What you are asked to do:
Sort through the data and copy the lines holding the word "HashSet".

Dataset:
-=-=-

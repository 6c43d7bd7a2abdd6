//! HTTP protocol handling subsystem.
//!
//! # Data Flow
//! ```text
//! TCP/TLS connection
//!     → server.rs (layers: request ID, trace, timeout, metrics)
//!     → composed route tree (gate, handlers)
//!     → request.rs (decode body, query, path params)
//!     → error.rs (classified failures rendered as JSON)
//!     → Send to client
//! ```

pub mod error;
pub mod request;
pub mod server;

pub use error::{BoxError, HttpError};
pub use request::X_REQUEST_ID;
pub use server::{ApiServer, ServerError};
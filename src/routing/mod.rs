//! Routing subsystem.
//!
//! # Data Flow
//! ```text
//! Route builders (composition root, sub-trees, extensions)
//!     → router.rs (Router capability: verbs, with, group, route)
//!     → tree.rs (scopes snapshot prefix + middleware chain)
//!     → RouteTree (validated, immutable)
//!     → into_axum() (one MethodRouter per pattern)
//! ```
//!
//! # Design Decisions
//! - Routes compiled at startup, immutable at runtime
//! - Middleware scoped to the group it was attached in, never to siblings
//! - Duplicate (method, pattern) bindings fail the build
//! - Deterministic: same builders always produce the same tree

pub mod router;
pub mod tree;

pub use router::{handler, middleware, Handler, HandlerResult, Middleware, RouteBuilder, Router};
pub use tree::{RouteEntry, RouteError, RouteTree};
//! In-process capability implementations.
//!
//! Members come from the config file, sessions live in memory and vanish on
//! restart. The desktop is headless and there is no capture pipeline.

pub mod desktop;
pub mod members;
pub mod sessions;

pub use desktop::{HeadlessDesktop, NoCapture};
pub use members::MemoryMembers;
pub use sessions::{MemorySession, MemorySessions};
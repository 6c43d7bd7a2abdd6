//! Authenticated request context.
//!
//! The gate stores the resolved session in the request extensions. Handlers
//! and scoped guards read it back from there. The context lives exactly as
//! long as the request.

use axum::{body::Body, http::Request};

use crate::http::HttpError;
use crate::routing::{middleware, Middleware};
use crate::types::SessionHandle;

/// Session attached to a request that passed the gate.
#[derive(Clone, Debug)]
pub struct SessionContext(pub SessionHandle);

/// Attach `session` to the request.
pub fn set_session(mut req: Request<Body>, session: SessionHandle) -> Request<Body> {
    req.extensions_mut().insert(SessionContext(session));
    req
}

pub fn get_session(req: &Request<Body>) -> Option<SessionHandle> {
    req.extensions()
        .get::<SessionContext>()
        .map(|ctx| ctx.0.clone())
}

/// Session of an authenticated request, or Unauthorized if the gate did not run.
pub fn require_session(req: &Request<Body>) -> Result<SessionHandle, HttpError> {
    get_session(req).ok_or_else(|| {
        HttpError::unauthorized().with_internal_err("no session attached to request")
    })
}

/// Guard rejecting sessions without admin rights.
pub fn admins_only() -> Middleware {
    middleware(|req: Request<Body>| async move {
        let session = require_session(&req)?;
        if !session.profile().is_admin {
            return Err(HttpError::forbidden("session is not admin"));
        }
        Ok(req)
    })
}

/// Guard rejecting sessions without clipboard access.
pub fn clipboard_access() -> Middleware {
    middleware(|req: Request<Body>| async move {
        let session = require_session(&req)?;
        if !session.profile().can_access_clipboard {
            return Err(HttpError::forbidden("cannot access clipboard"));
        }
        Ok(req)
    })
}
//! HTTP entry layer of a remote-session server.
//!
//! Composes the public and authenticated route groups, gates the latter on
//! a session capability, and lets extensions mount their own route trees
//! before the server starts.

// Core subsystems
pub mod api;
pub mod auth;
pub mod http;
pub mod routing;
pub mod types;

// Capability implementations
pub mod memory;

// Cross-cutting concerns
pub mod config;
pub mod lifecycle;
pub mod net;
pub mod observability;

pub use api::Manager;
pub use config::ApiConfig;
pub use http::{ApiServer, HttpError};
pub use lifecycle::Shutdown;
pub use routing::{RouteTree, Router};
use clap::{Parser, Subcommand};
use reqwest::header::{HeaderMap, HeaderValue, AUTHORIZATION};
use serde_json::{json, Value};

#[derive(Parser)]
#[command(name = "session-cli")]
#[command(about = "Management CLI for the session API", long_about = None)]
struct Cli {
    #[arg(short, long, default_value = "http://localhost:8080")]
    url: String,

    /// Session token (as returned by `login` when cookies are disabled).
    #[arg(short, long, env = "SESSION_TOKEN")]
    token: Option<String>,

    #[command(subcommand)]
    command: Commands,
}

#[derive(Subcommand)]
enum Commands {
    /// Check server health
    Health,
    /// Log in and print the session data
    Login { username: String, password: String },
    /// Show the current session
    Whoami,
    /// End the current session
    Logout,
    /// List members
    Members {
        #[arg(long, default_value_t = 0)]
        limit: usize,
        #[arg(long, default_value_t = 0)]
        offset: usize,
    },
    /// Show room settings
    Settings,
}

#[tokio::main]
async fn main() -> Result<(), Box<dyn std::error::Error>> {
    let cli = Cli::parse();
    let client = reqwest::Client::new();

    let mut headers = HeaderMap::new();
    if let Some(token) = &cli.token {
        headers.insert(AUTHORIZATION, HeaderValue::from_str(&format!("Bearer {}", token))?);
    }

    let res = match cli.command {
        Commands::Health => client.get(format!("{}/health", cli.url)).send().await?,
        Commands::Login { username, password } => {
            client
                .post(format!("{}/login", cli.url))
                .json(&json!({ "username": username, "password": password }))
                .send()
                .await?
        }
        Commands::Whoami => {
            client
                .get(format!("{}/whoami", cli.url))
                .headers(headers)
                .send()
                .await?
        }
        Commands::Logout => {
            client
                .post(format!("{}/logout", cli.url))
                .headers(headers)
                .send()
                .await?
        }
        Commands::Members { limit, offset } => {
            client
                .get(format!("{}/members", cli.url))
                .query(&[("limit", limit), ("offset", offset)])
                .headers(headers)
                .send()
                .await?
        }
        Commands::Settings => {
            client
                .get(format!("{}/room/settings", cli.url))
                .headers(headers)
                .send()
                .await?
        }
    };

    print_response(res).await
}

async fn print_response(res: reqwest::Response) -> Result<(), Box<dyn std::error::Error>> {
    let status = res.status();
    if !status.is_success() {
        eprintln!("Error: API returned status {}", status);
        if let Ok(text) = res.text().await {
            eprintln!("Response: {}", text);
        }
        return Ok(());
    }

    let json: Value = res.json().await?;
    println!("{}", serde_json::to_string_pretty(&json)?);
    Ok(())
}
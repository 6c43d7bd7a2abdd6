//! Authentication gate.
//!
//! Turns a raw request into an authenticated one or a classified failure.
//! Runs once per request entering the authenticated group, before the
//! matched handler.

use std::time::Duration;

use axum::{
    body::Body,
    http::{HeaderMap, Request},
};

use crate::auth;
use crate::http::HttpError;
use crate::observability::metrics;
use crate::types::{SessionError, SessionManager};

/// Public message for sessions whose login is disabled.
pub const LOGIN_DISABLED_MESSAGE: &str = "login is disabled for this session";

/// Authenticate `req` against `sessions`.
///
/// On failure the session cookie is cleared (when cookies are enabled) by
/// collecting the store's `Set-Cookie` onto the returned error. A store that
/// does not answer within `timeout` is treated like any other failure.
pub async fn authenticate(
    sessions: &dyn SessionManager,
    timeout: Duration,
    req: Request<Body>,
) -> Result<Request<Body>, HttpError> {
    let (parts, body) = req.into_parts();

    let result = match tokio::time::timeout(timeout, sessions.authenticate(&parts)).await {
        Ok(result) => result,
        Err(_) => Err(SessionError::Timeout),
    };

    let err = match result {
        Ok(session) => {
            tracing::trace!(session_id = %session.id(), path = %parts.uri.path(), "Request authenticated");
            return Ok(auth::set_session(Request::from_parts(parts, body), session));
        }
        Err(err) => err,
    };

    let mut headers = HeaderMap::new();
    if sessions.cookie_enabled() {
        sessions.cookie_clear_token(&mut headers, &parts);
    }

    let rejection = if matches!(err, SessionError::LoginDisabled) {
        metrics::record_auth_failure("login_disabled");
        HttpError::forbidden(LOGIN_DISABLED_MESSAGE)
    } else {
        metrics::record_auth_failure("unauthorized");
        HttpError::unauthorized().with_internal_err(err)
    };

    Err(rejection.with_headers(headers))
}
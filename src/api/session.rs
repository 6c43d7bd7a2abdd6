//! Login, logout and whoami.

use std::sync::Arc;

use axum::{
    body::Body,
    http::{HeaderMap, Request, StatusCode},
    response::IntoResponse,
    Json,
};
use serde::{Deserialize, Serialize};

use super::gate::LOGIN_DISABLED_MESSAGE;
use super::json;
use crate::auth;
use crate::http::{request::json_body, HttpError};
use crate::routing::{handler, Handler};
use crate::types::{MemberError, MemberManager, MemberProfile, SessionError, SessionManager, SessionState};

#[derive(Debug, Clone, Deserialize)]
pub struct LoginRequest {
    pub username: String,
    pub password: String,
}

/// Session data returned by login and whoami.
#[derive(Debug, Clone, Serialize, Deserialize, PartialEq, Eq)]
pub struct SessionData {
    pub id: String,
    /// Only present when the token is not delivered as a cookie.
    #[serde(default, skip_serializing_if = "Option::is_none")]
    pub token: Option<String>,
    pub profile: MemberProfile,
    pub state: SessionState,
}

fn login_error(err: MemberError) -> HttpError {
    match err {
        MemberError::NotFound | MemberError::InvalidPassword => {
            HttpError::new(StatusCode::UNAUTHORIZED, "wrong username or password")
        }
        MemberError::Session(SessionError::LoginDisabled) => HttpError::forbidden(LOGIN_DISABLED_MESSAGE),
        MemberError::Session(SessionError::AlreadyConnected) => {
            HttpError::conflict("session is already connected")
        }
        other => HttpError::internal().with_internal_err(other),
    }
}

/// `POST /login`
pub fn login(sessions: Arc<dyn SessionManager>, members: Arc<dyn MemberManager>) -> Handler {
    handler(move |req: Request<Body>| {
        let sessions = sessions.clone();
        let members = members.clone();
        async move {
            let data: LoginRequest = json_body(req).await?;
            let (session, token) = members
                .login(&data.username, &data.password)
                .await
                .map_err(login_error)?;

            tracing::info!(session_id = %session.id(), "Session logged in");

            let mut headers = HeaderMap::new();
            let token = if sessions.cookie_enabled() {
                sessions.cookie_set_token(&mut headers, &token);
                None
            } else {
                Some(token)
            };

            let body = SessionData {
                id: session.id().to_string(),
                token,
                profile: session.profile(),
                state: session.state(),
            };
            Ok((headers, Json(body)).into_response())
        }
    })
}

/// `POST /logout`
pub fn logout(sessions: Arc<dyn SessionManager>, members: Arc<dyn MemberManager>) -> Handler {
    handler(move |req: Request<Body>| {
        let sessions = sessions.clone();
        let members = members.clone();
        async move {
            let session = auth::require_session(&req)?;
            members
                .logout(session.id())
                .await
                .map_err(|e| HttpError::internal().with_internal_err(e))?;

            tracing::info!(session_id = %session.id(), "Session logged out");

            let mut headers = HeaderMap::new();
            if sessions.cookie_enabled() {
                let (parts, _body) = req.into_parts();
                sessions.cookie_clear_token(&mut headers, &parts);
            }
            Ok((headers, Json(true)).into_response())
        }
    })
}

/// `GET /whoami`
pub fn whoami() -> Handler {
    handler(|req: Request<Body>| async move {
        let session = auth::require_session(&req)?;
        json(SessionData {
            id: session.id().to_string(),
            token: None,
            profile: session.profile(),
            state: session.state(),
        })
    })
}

-=-=-

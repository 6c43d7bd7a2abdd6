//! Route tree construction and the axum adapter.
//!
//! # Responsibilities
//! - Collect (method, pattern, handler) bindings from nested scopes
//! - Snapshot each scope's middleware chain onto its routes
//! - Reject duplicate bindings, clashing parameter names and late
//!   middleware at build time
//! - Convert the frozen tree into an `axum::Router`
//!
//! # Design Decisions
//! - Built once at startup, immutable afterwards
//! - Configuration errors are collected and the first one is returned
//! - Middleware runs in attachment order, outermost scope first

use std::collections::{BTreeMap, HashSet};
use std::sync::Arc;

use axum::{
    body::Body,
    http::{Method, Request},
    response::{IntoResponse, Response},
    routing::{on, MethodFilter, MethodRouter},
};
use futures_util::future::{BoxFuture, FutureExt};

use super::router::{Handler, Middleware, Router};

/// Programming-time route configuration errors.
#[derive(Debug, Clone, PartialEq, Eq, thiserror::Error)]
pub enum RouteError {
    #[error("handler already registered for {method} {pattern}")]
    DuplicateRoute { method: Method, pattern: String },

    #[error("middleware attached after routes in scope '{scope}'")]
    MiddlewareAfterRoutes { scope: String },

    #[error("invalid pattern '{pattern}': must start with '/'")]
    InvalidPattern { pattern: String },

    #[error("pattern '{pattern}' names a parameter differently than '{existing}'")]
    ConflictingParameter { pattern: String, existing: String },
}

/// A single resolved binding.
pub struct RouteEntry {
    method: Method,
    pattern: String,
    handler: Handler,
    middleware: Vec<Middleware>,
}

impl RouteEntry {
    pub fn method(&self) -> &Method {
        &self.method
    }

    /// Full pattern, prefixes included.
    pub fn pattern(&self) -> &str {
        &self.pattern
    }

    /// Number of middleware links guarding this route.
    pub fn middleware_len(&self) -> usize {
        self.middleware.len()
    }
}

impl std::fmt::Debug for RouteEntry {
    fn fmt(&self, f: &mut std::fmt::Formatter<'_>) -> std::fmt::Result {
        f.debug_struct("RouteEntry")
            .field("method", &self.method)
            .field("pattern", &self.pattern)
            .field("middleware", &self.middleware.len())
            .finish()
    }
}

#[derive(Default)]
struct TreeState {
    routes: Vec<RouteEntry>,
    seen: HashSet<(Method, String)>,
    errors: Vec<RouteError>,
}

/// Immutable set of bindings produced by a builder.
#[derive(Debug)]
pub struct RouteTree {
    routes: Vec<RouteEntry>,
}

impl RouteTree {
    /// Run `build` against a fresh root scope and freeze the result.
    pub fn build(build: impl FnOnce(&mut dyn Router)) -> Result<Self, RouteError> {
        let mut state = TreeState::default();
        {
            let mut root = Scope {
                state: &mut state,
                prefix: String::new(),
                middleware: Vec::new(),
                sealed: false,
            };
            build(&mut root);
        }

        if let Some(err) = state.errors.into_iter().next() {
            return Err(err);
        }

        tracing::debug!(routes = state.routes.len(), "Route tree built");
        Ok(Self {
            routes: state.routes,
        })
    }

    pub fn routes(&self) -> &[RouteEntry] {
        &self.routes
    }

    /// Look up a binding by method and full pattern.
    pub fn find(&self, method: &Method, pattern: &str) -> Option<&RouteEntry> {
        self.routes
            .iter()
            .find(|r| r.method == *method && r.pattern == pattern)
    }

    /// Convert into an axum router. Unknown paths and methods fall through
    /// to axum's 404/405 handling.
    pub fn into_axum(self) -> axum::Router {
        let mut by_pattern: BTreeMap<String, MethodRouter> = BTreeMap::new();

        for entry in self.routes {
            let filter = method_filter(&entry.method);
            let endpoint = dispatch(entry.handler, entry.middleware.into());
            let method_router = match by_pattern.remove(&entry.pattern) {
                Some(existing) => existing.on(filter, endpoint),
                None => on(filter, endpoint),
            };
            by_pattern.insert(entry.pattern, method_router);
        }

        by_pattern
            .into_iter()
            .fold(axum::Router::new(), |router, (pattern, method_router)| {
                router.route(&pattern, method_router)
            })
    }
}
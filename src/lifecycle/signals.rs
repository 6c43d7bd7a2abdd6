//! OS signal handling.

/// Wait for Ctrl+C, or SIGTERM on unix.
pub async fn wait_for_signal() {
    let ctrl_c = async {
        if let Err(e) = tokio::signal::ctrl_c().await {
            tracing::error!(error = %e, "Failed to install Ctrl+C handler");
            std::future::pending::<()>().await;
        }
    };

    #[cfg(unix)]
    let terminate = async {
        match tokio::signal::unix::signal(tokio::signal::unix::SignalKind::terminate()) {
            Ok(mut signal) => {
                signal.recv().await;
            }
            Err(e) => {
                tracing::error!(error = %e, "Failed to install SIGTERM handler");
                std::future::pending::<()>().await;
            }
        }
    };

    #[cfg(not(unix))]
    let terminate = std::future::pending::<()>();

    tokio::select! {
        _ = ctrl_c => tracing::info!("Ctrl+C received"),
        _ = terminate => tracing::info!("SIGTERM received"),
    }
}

-=-=-

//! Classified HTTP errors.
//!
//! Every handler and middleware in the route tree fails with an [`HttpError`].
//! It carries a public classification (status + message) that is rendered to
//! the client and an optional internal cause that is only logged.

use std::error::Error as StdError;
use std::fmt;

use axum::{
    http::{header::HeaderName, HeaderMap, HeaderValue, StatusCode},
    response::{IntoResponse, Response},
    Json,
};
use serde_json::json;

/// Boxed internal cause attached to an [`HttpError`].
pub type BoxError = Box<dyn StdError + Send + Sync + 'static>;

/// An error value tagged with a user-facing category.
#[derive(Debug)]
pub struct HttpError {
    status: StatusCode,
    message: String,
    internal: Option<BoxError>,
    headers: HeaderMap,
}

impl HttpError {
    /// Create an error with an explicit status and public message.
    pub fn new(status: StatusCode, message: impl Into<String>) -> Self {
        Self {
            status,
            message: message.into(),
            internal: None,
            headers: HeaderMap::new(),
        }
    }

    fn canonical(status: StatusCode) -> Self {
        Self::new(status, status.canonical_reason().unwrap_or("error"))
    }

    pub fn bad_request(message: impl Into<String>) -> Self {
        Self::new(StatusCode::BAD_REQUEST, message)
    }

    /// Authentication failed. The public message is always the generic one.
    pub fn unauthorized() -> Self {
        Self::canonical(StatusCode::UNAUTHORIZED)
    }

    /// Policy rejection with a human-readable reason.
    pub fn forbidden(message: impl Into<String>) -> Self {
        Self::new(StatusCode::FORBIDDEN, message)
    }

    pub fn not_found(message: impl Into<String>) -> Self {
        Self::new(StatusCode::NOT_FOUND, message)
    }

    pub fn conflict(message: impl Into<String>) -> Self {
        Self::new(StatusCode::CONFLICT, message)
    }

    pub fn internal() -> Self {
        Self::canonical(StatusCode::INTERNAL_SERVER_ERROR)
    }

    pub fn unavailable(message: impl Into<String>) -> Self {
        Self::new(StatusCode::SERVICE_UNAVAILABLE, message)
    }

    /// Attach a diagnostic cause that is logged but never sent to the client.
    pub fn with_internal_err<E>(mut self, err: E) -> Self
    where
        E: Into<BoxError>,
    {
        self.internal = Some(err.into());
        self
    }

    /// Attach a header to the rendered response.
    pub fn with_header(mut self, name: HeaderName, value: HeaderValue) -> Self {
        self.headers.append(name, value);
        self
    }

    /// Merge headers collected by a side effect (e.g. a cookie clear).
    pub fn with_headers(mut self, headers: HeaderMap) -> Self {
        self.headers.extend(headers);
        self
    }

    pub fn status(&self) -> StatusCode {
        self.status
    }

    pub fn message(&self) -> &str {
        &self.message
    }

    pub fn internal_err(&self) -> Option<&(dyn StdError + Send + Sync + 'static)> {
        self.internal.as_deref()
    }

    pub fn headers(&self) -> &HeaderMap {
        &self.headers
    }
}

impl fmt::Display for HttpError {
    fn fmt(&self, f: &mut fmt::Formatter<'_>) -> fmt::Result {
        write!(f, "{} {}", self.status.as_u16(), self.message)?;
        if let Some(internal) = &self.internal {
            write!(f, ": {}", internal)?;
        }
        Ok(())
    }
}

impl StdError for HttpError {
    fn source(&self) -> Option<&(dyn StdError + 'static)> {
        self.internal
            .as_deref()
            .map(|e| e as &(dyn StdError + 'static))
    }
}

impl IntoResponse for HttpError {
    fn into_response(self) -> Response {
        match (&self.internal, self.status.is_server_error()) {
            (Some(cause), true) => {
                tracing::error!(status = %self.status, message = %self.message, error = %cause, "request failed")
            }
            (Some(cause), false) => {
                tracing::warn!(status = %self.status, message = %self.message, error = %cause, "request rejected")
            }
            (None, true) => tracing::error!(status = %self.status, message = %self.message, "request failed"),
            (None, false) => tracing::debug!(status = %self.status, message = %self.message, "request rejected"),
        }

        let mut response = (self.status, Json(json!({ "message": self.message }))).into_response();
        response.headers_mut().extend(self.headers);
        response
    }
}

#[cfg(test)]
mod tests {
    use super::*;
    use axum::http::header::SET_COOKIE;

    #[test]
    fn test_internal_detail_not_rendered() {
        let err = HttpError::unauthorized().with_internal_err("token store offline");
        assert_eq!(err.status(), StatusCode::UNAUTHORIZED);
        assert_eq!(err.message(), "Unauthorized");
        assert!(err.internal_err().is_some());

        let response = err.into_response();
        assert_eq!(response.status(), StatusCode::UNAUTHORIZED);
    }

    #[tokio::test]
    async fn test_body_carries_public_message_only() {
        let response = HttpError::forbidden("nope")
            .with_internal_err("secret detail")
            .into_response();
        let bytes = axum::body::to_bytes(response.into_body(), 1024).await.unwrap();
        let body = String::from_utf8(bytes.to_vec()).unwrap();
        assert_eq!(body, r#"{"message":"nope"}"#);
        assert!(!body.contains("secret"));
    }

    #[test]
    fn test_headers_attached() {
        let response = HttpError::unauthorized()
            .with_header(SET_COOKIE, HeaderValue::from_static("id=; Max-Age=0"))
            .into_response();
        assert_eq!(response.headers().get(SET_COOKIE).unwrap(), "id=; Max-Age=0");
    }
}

-=-=-

Written solution:
use std::collections::{BTreeMap, HashSet};
    seen: HashSet<(Method, String)>,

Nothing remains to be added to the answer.